PHOTOS Micky Hoyle PRODUCTION Sumien Brink WORDS Tracy Greenwood


The recently refashioned Singita Sweni Lodge in a private concession in Kruger National Park offers a new African context for contemporary design.

Burrowed into the Sweni River bank, Singita Sweni Lodge is a place of quiet reflection, a luxurious cocoon from which to watch the activities in the placid river winding beneath it. The 13 000-hectare Singita concession in the Kruger National Park brims with wildlife, from the Big Five to scorpions and snakes. Crocodiles glide lazily through the water a stone’s throw from the safety of the heated lap pool at the lodge, elephants make their way down to the banks to drink, and there is always the expectation that a hippo will break the surface of the water and grace guests with its goggle-eyed presence.

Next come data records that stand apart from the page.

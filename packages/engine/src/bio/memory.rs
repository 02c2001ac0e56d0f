use std::sync::atomic::{AtomicBool, Ordering};
use std::sync::{Arc, Mutex, MutexGuard};

use bytes::{Buf, BytesMut};

use super::BioOps;
use crate::error::{Error, Result};

#[derive(Default)]
struct Pipe {
    buffer: Mutex<BytesMut>,
    eof: AtomicBool,
}

impl Pipe {
    fn lock(&self) -> MutexGuard<'_, BytesMut> {
        match self.buffer.lock() {
            Ok(guard) => guard,
            Err(poisoned) => poisoned.into_inner(),
        }
    }
}

/// Growable in-memory transport.
///
/// Clones share the same buffers, so a caller can keep one clone to inspect
/// or feed data while the engine owns another.
#[derive(Clone)]
pub struct MemoryBio {
    inbound: Arc<Pipe>,
    outbound: Arc<Pipe>,
}

impl MemoryBio {
    /// Loopback buffer: bytes written are read back in order.
    pub fn new() -> Self {
        let pipe = Arc::new(Pipe::default());
        Self {
            inbound: Arc::clone(&pipe),
            outbound: pipe,
        }
    }

    /// Two endpoints connected back to back.
    pub fn pair() -> (Self, Self) {
        let a_to_b = Arc::new(Pipe::default());
        let b_to_a = Arc::new(Pipe::default());
        (
            Self {
                inbound: Arc::clone(&b_to_a),
                outbound: Arc::clone(&a_to_b),
            },
            Self {
                inbound: a_to_b,
                outbound: b_to_a,
            },
        )
    }

    /// Copy of everything written and not yet consumed.
    pub fn get_data(&self) -> Vec<u8> {
        self.outbound.lock().to_vec()
    }

    /// Remove and return everything written and not yet consumed.
    pub fn take_data(&self) -> Vec<u8> {
        self.outbound.lock().split().to_vec()
    }

    /// Append bytes for the next `read`.
    pub fn feed(&self, data: &[u8]) {
        self.inbound.lock().extend_from_slice(data);
    }

    /// Bytes waiting to be read.
    pub fn pending(&self) -> usize {
        self.inbound.lock().len()
    }

    /// Once drained, reads report end of stream instead of `WouldBlock`.
    pub fn set_eof(&self) {
        self.inbound.eof.store(true, Ordering::Release);
    }
}

impl Default for MemoryBio {
    fn default() -> Self {
        Self::new()
    }
}

impl BioOps for MemoryBio {
    fn read(&mut self, buf: &mut [u8]) -> Result<usize> {
        let mut inbound = self.inbound.lock();
        if inbound.is_empty() {
            return if self.inbound.eof.load(Ordering::Acquire) {
                Ok(0)
            } else {
                Err(Error::WouldBlock)
            };
        }
        let n = buf.len().min(inbound.len());
        buf[..n].copy_from_slice(&inbound[..n]);
        inbound.advance(n);
        tracing::trace!("memory bio read {} bytes", n);
        Ok(n)
    }

    fn write(&mut self, buf: &[u8]) -> Result<usize> {
        if self.outbound.eof.load(Ordering::Acquire) {
            return Err(Error::state("write to a closed memory bio"));
        }
        self.outbound.lock().extend_from_slice(buf);
        tracing::trace!("memory bio wrote {} bytes", buf.len());
        Ok(buf.len())
    }

    fn flush(&mut self) -> Result<()> {
        Ok(())
    }

    /// The peer endpoint sees end of stream once it drains what was written.
    fn close(&mut self) -> Result<()> {
        self.outbound.eof.store(true, Ordering::Release);
        Ok(())
    }
}
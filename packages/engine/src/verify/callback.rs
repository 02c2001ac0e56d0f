//! Application verify callbacks

use std::sync::Arc;

use super::context::StoreContext;
use super::error::VerifyErrorCode;
use crate::error::Result;
use crate::registry::guarded;

/// Trust policy applied once per verified chain.
///
/// Receives the completed [`StoreContext`] and returns whether to accept the
/// chain. Returning `true` for a chain that failed verification overrides
/// the failure.
pub type VerifyCallback = Arc<dyn Fn(&StoreContext) -> bool + Send + Sync>;

/// Run `callback` against a verified context.
///
/// A rejection of an otherwise valid chain is recorded on the context as
/// [`VerifyErrorCode::ApplicationVerification`]. A panic is recorded as the
/// context's exception and returned as `CallbackPanic`.
pub fn invoke_verify_callback(
    callback: &(dyn Fn(&StoreContext) -> bool + Send + Sync),
    context: &StoreContext,
) -> Result<bool> {
    let preverified = context.verify_result()? == 1;
    let accepted = match guarded("verify", || callback(context)) {
        Ok(accepted) => accepted,
        Err(panic) => {
            context.set_exception(panic.clone())?;
            return Err(panic);
        }
    };

    if preverified && !accepted {
        context.set_error(VerifyErrorCode::ApplicationVerification, 0)?;
    } else if !preverified && accepted {
        tracing::debug!(
            "verify callback accepted a chain that failed with {}",
            context.error()?
        );
    }
    Ok(accepted)
}
//! Handshake orchestration over an arbitrary BIO
//!
//! [`TlsConnection`] is the suspend-and-retry contract callers build on:
//! every call returns as soon as the transport cannot make progress, with a
//! flag telling the caller to come back once it can.

use tessera_engine::{
    Bio, ConnectionInfo, Error, HandshakeStatus, Result, Role, SslContext, SslSession,
};

use crate::settings::TlsSettings;

/// One TLS connection configured from [`TlsSettings`].
pub struct TlsConnection {
    role: Role,
    // Keeps the verify callback and store alive for the session.
    context: SslContext,
    session: SslSession,
    info: Option<ConnectionInfo>,
}

impl TlsConnection {
    /// Create a connection that moves records through `bio`.
    pub fn new(settings: &TlsSettings, bio: impl Into<Bio>) -> Result<Self> {
        let context = settings.build_context()?;
        let session = SslSession::new(&context)?;
        session.set_bio(bio)?;

        if let Some(identity) = settings.local_identity() {
            session.set_certificate(&identity.certificate)?;
            for certificate in &identity.chain {
                session.add_chain_certificate(certificate)?;
            }
            session.set_private_key(&identity.key)?;
        }
        if let (Role::Client, Some(host)) = (settings.role(), settings.target_host()) {
            session.set_server_name(host)?;
        }

        Ok(Self {
            role: settings.role(),
            context,
            session,
            info: None,
        })
    }

    pub fn start_handshake(&mut self) -> Result<()> {
        tracing::debug!("starting {} handshake", self.role);
        self.session.start_handshake(self.role)
    }

    /// Take one handshake step.
    ///
    /// Returns `false` while the handshake is pending; call again once the
    /// transport can move more bytes.
    pub fn process_handshake(&mut self) -> Result<bool> {
        match self.session.process_handshake()? {
            HandshakeStatus::Complete => Ok(true),
            HandshakeStatus::WantRead | HandshakeStatus::WantWrite => Ok(false),
        }
    }

    /// Collect the negotiated parameters once the handshake completed.
    pub fn finish_handshake(&mut self) -> Result<&ConnectionInfo> {
        let info = self.session.finish_handshake()?;
        tracing::debug!(
            "{} connection established: {} {} (peer verified: {})",
            info.role,
            info.protocol_version,
            info.cipher_suite,
            info.peer_verified
        );
        Ok(self.info.insert(info))
    }

    /// Read plaintext. The flag is `true` when no data was available yet.
    pub fn read(&mut self, buf: &mut [u8]) -> Result<(usize, bool)> {
        match self.session.read(buf) {
            Ok(n) => Ok((n, false)),
            Err(Error::WouldBlock) => Ok((0, true)),
            Err(e) => Err(e),
        }
    }

    /// Write plaintext. The flag is `true` when records are still queued.
    pub fn write(&mut self, buf: &[u8]) -> Result<(usize, bool)> {
        let n = match self.session.write(buf) {
            Ok(n) => n,
            Err(Error::WouldBlock) => return Ok((0, true)),
            Err(e) => return Err(e),
        };
        match self.session.flush() {
            Ok(()) => Ok((n, false)),
            Err(Error::WouldBlock) => Ok((n, true)),
            Err(e) => Err(e),
        }
    }

    /// Queue close_notify and try to send it. The flag is `true` while the
    /// alert is still queued; call [`flush`](Self::flush) once the transport
    /// can take more bytes.
    pub fn shutdown(&mut self) -> Result<bool> {
        match self.session.shutdown() {
            Ok(()) => Ok(false),
            Err(Error::WouldBlock) => Ok(true),
            Err(e) => Err(e),
        }
    }

    /// Push queued records to the transport. The flag is `true` while some remain.
    pub fn flush(&mut self) -> Result<bool> {
        match self.session.flush() {
            Ok(()) => Ok(false),
            Err(Error::WouldBlock) => Ok(true),
            Err(e) => Err(e),
        }
    }

    pub fn close(&mut self) {
        self.session.close();
        self.context.close();
    }

    /// Whether the peer presented a chain that was accepted.
    pub fn is_authenticated(&self) -> bool {
        self.info.as_ref().is_some_and(|info| info.peer_verified)
    }

    pub fn connection_info(&self) -> Option<&ConnectionInfo> {
        self.info.as_ref()
    }

    pub fn is_server(&self) -> bool {
        self.role == Role::Server
    }

    pub fn session(&self) -> &SslSession {
        &self.session
    }
}

impl std::fmt::Debug for TlsConnection {
    fn fmt(&self, f: &mut std::fmt::Formatter<'_>) -> std::fmt::Result {
        f.debug_struct("TlsConnection")
            .field("role", &self.role)
            .field("state", &self.session.state())
            .field("info", &self.info)
            .finish()
    }
}
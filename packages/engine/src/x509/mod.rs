//! X.509 object model: certificates, names, keys, CRLs and PKCS#12 containers

mod certificate;
mod chain;
mod crl;
mod key;
mod name;
mod pkcs12;

pub use certificate::{key_usage, Certificate, ExtendedKeyUsages, SerialStyle};
pub use chain::CertificateChain;
pub use crl::{Crl, RevokedEntry};
pub use key::{KeyEncoding, PrivateKey};
pub use name::{DistinguishedName, NameEntryType};
pub use pkcs12::Pkcs12;

pub(crate) use certificate::CertData;

/// Encoding of certificate and CRL data.
#[derive(Debug, Clone, Copy, PartialEq, Eq)]
pub enum X509Format {
    Der,
    Pem,
}
//! # Tessera engine
//!
//! TLS handshake engine with pluggable X.509 chain verification.
//!
//! - **BIO transports**: in-memory pairs, wrapped streams and callback-driven
//!   I/O ([`bio`])
//! - **X.509 model** over DER/PEM certificates, names, keys, CRLs and PKCS#12
//!   containers ([`x509`])
//! - **Trust stores** with file, hashed-directory and callback lookups
//!   ([`store`])
//! - **Chain verification** with OpenSSL-compatible error codes, purposes and
//!   host checks ([`verify`])
//! - **TLS sessions** on rustls, driven one step at a time over a BIO
//!   ([`ssl`])
//!
//! Every resource type wraps a [`handle::Handle`]: `close()` is idempotent and
//! a closed object reports [`Error::InvalidHandle`] instead of panicking.

#![deny(unsafe_code)]
#![warn(clippy::all)]

pub mod bio;
pub mod config;
pub mod crypto;
pub mod error;
pub mod handle;
pub mod registry;
pub mod ssl;
pub mod store;
pub mod verify;
pub mod x509;

pub use bio::{Bio, BioCallbacks, CallbackBio, CallbackIo, MemoryBio, StreamBio};
pub use config::{EngineConfig, NameHashAlgorithm};
pub use error::{Error, NativeStatus, Result, VerifyFailure};
pub use ssl::{
    CipherSuite, ConnectionInfo, HandshakeStatus, ProtocolVersion, Role, SessionState,
    SslContext, SslSession, VerifyMode,
};
pub use store::{CertificateStore, FileType, Lookup, LookupCallback, LookupMethod};
pub use verify::{
    StoreContext, VerifyCallback, VerifyErrorCode, VerifyFlags, VerifyParam,
};
pub use x509::{
    Certificate, CertificateChain, Crl, DistinguishedName, PrivateKey, Pkcs12, X509Format,
};
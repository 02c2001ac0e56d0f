//! Process-wide registry of application callbacks
//!
//! Engine objects never hold application callbacks directly. They keep an
//! opaque [`Token`] and resolve it on every invocation, so an unregistered
//! callback simply stops being reachable.

use std::fmt;
use std::num::NonZeroU64;
use std::panic::{catch_unwind, AssertUnwindSafe};
use std::sync::atomic::{AtomicU64, Ordering};
use std::sync::{Arc, Mutex, OnceLock};

use dashmap::DashMap;

use crate::bio::BioCallbacks;
use crate::error::{panic_message, Error, Result};
use crate::store::LookupCallback;

/// Opaque identifier of a registered callback.
#[derive(Debug, Clone, Copy, PartialEq, Eq, Hash)]
pub struct Token(NonZeroU64);

impl Token {
    pub fn get(self) -> u64 {
        self.0.get()
    }
}

impl fmt::Display for Token {
    fn fmt(&self, f: &mut fmt::Formatter<'_>) -> fmt::Result {
        write!(f, "#{}", self.0)
    }
}

pub struct CallbackRegistry<T: ?Sized> {
    next: AtomicU64,
    entries: DashMap<Token, Arc<T>>,
}

impl<T: ?Sized> CallbackRegistry<T> {
    pub fn new() -> Self {
        Self {
            next: AtomicU64::new(1),
            entries: DashMap::new(),
        }
    }

    pub fn register(&self, callback: Arc<T>) -> Token {
        let raw = self.next.fetch_add(1, Ordering::Relaxed);
        // Counter starts at 1 and would need 2^64 registrations to wrap.
        let token = Token(NonZeroU64::new(raw).unwrap_or(NonZeroU64::MIN));
        self.entries.insert(token, callback);
        token
    }

    pub fn resolve(&self, token: Token) -> Option<Arc<T>> {
        self.entries.get(&token).map(|entry| Arc::clone(entry.value()))
    }

    pub fn unregister(&self, token: Token) -> bool {
        self.entries.remove(&token).is_some()
    }

    pub fn len(&self) -> usize {
        self.entries.len()
    }

    pub fn is_empty(&self) -> bool {
        self.entries.is_empty()
    }
}

impl<T: ?Sized> Default for CallbackRegistry<T> {
    fn default() -> Self {
        Self::new()
    }
}

pub(crate) type BioCallbackSlot = Mutex<Box<dyn BioCallbacks>>;

pub(crate) fn bio_callbacks() -> &'static CallbackRegistry<BioCallbackSlot> {
    static REGISTRY: OnceLock<CallbackRegistry<BioCallbackSlot>> = OnceLock::new();
    REGISTRY.get_or_init(CallbackRegistry::new)
}

pub(crate) fn lookup_callbacks() -> &'static CallbackRegistry<dyn LookupCallback> {
    static REGISTRY: OnceLock<CallbackRegistry<dyn LookupCallback>> = OnceLock::new();
    REGISTRY.get_or_init(CallbackRegistry::new)
}

/// Invoke application code, converting a panic into [`Error::CallbackPanic`].
pub(crate) fn guarded<R>(what: &str, callback: impl FnOnce() -> R) -> Result<R> {
    catch_unwind(AssertUnwindSafe(callback)).map_err(|payload| {
        let message = panic_message(payload);
        tracing::warn!("{} callback panicked: {}", what, message);
        Error::CallbackPanic(message)
    })
}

For its recent revamp and expansion, lodge founder and CEO Luke Bailes turned to the talents of interior architects Cécile & Boyd to create a look that would continue the theme of integration between the First World offering and the wilderness in which the lodge is located.

The result is a design aesthetic that celebrates the African wild, taking its cue from the sights, smells, tastes and colour palette of the surrounding bush. Sheen is juxtaposed with matte, rough textures with smooth surfaces. And bright jewel hues, acid green and mustard yellow – imitating the markings of butterflies, scarab beetles and sunbirds – contrast with the colours of the foliage, sand, water and rock.

“The sites we work on are extraordinarily rich in inspiration,” says Geordi De Sousa Costa, partner and designer at Cécile & Boyd. “Each place is different, and our response to these differences is what shapes the designs. The trees, rocks, curves in the river bed, colours, patterns, stories of the area and even how the light falls all have a profound influence on the end product.”

A series of six luxury pod-like tree houses make up the accommodations in this peaceful place. A contemporary interpretation of bush architecture, each suite is designed as a glass box wrapped in a nest-like structure that references an eagle’s nest on a cliff.

“We pushed the lodge’s proximity to the river to the max in all aspects of the design, blurring the edges between built form and landscape, between pool and river, between glass and sky,” says Sally Tsiliyiannis of GAPP Architects. “Drawing on the richness of the lush river site, the architecture at Sweni has been given more: more length of building fronting the river, more pockets of deck space butting up against the dense vegetation, more attention to detailing, a more vibrant colour palette, and more textured finishes.”

The six suites are connected to the main lodge by wooden walkways constructed from Rhino Wood. Each of the pods treads lightly on the landscape, offering absolute privacy, attention to detail and luxury amenities that are bound to keep even the fussiest guests happy. Still, one has to take care to keep the glass patio doors shut to prevent invasion by curiously destructive vervet monkeys and the odd baboon. Despite the splendour, this is still a wild place filled with wild creatures.